Nel 2018, il parlamento della Republika Srpska ha respinto un rapporto del 2004, pubblicato da una commissione investigativa speciale istituita dal precedente governo della Republika Srpska, che riconosceva che le forze serbo-bosniache avevano commesso il crimine di genocidio nel 1995.
Poi, nel 2019, l’entità della Republika Srpska ha istituito una commissione apparentemente indipendente – la Commissione internazionale indipendente per indagare sulle sofferenze di tutti i popoli nella regione di Srebrenica nel periodo dal 1992 al 1995 – per “determinare la verità”.
Nel luglio 2021 ha pubblicato il suo “rapporto conclusivo”, in cui si affermava che la maggior parte delle persone uccise a Srebrenica erano soldati bosniaci e non civili e che quanto accaduto era una “conseguenza orribile” del loro rifiuto di arrendersi alle forze serbe. Il documento accusava anche il Tribunale penale internazionale per l'ex Jugoslavia (ICYT) di aver organizzato processi politicamente distorti contro leader politici e militari serbo-bosniaci e di aver classificato erroneamente i massacri di Srebrenica come genocidio. Il rapporto è stato pesantemente criticato e respinto da avvocati, studiosi di genocidio ed esperti di giustizia di transizione.
Tale negazione istituzionalizzata e la distorsione della verità hanno portato alla continua disumanizzazione delle vittime e dei sopravvissuti. Un esempio recente e toccante è il caso del medico ortopedico Nebojša Mraović.
Il 21 settembre, i resti incompleti di due vittime del genocidio di Srebrenica furono riesumati dal cortile della sua casa nel distretto di Brčko. Secondo un testimone sarebbero stati portati lì nel 1997 e successivamente sepolti sotto una fontana.

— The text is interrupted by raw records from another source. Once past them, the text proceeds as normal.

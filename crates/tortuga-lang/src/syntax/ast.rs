use serde::{Deserialize, Serialize};

#[derive(Debug, Clone, Copy, PartialEq, Eq, Serialize, Deserialize)]
pub enum NodeKind {
    /// Command or function invocation. `value` = name, children = `Argument`s.
    Call,
    /// `value` = literal token text, quotes included.
    Argument,
    /// `for N do … end`. `value` = count expression.
    Loop,
    /// `draw NAME ARGS do … end`. `value` = name, `meta.args` = parameters.
    Define,
    /// `when COND do … end`. `value` = guard expression.
    When,
    /// Blank or comment-only line.
    Empty,
}

#[derive(Debug, Clone, PartialEq, Default, Serialize, Deserialize)]
pub struct Meta {
    /// 1-based source line the node was parsed from.
    pub line: usize,
    /// Trailing `# comment` text of that line.
    pub lit: Option<String>,
    /// Parameter nodes of a `Define`.
    pub args: Vec<Node>,
}

#[derive(Debug, Clone, PartialEq, Serialize, Deserialize)]
pub struct Node {
    pub kind: NodeKind,
    pub value: String,
    pub children: Vec<Node>,
    pub meta: Meta,
}

impl Node {
    pub fn new(kind: NodeKind, value: impl Into<String>, line: usize) -> Self {
        Self {
            kind,
            value: value.into(),
            children: Vec::new(),
            meta: Meta { line, ..Meta::default() },
        }
    }

    pub fn with_children(mut self, children: Vec<Node>) -> Self {
        self.children = children;
        self
    }

    pub fn line(&self) -> usize { self.meta.line }

    /// True for an `Argument` written as a double-quoted string.
    pub fn is_quoted(&self) -> bool {
        self.kind == NodeKind::Argument && self.value.starts_with('"')
    }

    /// Parameter names of a `Define`.
    pub fn params(&self) -> impl Iterator<Item = &str> {
        self.meta.args.iter().map(|a| a.value.as_str())
    }

    /// Structural equality: kinds, values, children and parameters, ignoring
    /// line numbers and comment text.
    pub fn same_shape(&self, other: &Node) -> bool {
        self.kind == other.kind
            && self.value == other.value
            && same_shapes(&self.children, &other.children)
            && same_shapes(&self.meta.args, &other.meta.args)
    }
}

pub fn same_shapes(a: &[Node], b: &[Node]) -> bool {
    a.len() == b.len() && a.iter().zip(b).all(|(x, y)| x.same_shape(y))
}
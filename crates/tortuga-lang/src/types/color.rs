use rand::Rng;
use serde::{Deserialize, Serialize};
use std::fmt;

/// Stroke / fill color of the turtle. Displays as a CSS color string.
#[derive(Debug, Clone, Copy, PartialEq, Serialize, Deserialize)]
#[serde(tag = "kind", rename_all = "lowercase")]
pub enum Color {
    Rgb { r: u8, g: u8, b: u8 },
    /// Hue in degrees; saturation and lightness in percent.
    Hsl { h: f64, s: f64, l: f64 },
    Invisible,
}

impl Default for Color {
    fn default() -> Self { Color::WHITE }
}

const NAMED: &[(&str, (u8, u8, u8))] = &[
    ("black",   (0, 0, 0)),
    ("white",   (255, 255, 255)),
    ("red",     (255, 0, 0)),
    ("green",   (0, 128, 0)),
    ("lime",    (0, 255, 0)),
    ("blue",    (0, 0, 255)),
    ("yellow",  (255, 255, 0)),
    ("cyan",    (0, 255, 255)),
    ("magenta", (255, 0, 255)),
    ("orange",  (255, 165, 0)),
    ("purple",  (128, 0, 128)),
    ("pink",    (255, 192, 203)),
    ("brown",   (165, 42, 42)),
    ("gray",    (128, 128, 128)),
    ("grey",    (128, 128, 128)),
    ("silver",  (192, 192, 192)),
    ("gold",    (255, 215, 0)),
    ("navy",    (0, 0, 128)),
    ("teal",    (0, 128, 128)),
    ("olive",   (128, 128, 0)),
    ("maroon",  (128, 0, 0)),
    ("violet",  (238, 130, 238)),
];

impl Color {
    pub const WHITE: Color = Color::Rgb { r: 255, g: 255, b: 255 };

    /// Maps a hue fraction onto a fully saturated HSL color; the integer part
    /// is discarded so `1.25` and `0.25` give the same hue.
    pub fn from_hue(fraction: f64) -> Color {
        let h = fraction.rem_euclid(1.0) * 360.0;
        Color::Hsl { h, s: 100.0, l: 50.0 }
    }

    pub fn random(rng: &mut impl Rng) -> Color {
        Color::from_hue(rng.gen_range(0.0..1.0))
    }

    /// Parses a color word: a CSS name, `invisible`, or a 3/6 digit hex
    /// string with an optional leading `#`. `random` is handled by the caller.
    pub fn parse(text: &str) -> Option<Color> {
        let t = text.trim().to_ascii_lowercase();
        if t == "invisible" {
            return Some(Color::Invisible);
        }
        if let Some((_, (r, g, b))) = NAMED.iter().find(|(n, _)| *n == t) {
            return Some(Color::Rgb { r: *r, g: *g, b: *b });
        }
        parse_hex(t.strip_prefix('#').unwrap_or(&t))
    }

    /// True for words `Color::parse` accepts plus `random`.
    pub fn is_color_word(text: &str) -> bool {
        text.eq_ignore_ascii_case("random") || Color::parse(text).is_some()
    }

    pub fn is_visible(&self) -> bool {
        !matches!(self, Color::Invisible)
    }

    /// sRGB components; `None` for the invisible color.
    pub fn to_rgb(&self) -> Option<(u8, u8, u8)> {
        match *self {
            Color::Rgb { r, g, b } => Some((r, g, b)),
            Color::Hsl { h, s, l } => Some(hsl_to_rgb(h, s / 100.0, l / 100.0)),
            Color::Invisible => None,
        }
    }
}

fn parse_hex(digits: &str) -> Option<Color> {
    if !digits.bytes().all(|b| b.is_ascii_hexdigit()) {
        return None;
    }
    let channel = |s: &str| u8::from_str_radix(s, 16).ok();
    match digits.len() {
        3 => {
            let d: Vec<String> = digits.chars().map(|c| format!("{c}{c}")).collect();
            Some(Color::Rgb { r: channel(&d[0])?, g: channel(&d[1])?, b: channel(&d[2])? })
        }
        6 => Some(Color::Rgb {
            r: channel(&digits[0..2])?,
            g: channel(&digits[2..4])?,
            b: channel(&digits[4..6])?,
        }),
        _ => None,
    }
}

fn hsl_to_rgb(h: f64, s: f64, l: f64) -> (u8, u8, u8) {
    let c = (1.0 - (2.0 * l - 1.0).abs()) * s;
    let hp = h.rem_euclid(360.0) / 60.0;
    let x = c * (1.0 - (hp % 2.0 - 1.0).abs());
    let (r1, g1, b1) = match hp as u32 {
        0 => (c, x, 0.0),
        1 => (x, c, 0.0),
        2 => (0.0, c, x),
        3 => (0.0, x, c),
        4 => (x, 0.0, c),
        _ => (c, 0.0, x),
    };
    let m = l - c / 2.0;
    let to8 = |v: f64| ((v + m) * 255.0).round().clamp(0.0, 255.0) as u8;
    (to8(r1), to8(g1), to8(b1))
}

impl fmt::Display for Color {
    fn fmt(&self, f: &mut fmt::Formatter<'_>) -> fmt::Result {
        match self {
            Color::Rgb { r, g, b } => write!(f, "#{r:02x}{g:02x}{b:02x}"),
            Color::Hsl { h, s, l } => write!(f, "hsl({}, {}%, {}%)", h.round(), s.round(), l.round()),
            Color::Invisible => f.write_str("invisible"),
        }
    }
}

Interrogato su di loro, Mraović, che ha una clinica ortopedica privata nella città di Brčko, ha detto che non vedeva nulla di sbagliato nel possedere i resti e che utilizzava le ossa per “pianificare operazioni”. Spiegò di averli trovati nei boschi durante la caccia.
I resti ritrovati nel suo cortile appartenevano a Mensur Nukić e Salko Hadžić, vittime del genocidio di Srebrenica; le loro altre parti del corpo furono trovate in fosse comuni a Vlasenica nel 2000.
Mraović ha continuato la sua pratica e la sua licenza non è stata revocata. La sua mancanza di rimorso ricorda la disumanizzazione dei musulmani bosniaci che portò al genocidio degli anni ’90 e rappresenta una minaccia sempre più evidente di una ripetizione di queste atrocità.
In un contesto di continuo revisionismo storico da parte delle autorità e della società della Republika Srpska, è più urgente che mai contrastare la negazione del genocidio.
La risoluzione delle Nazioni Unite che designa l’11 luglio “Giornata internazionale di riflessione e commemorazione del genocidio di Srebrenica del 1995” è un buon passo nella giusta direzione.
Adottare la risoluzione, che riconosce e riconosce il genocidio e condanna la sua negazione e l’esaltazione dei criminali di guerra, è il minimo che il mondo possa fare per difendere la dignità delle vittime e dei sopravvissuti e impegnarsi a prevenire futuri genocidi.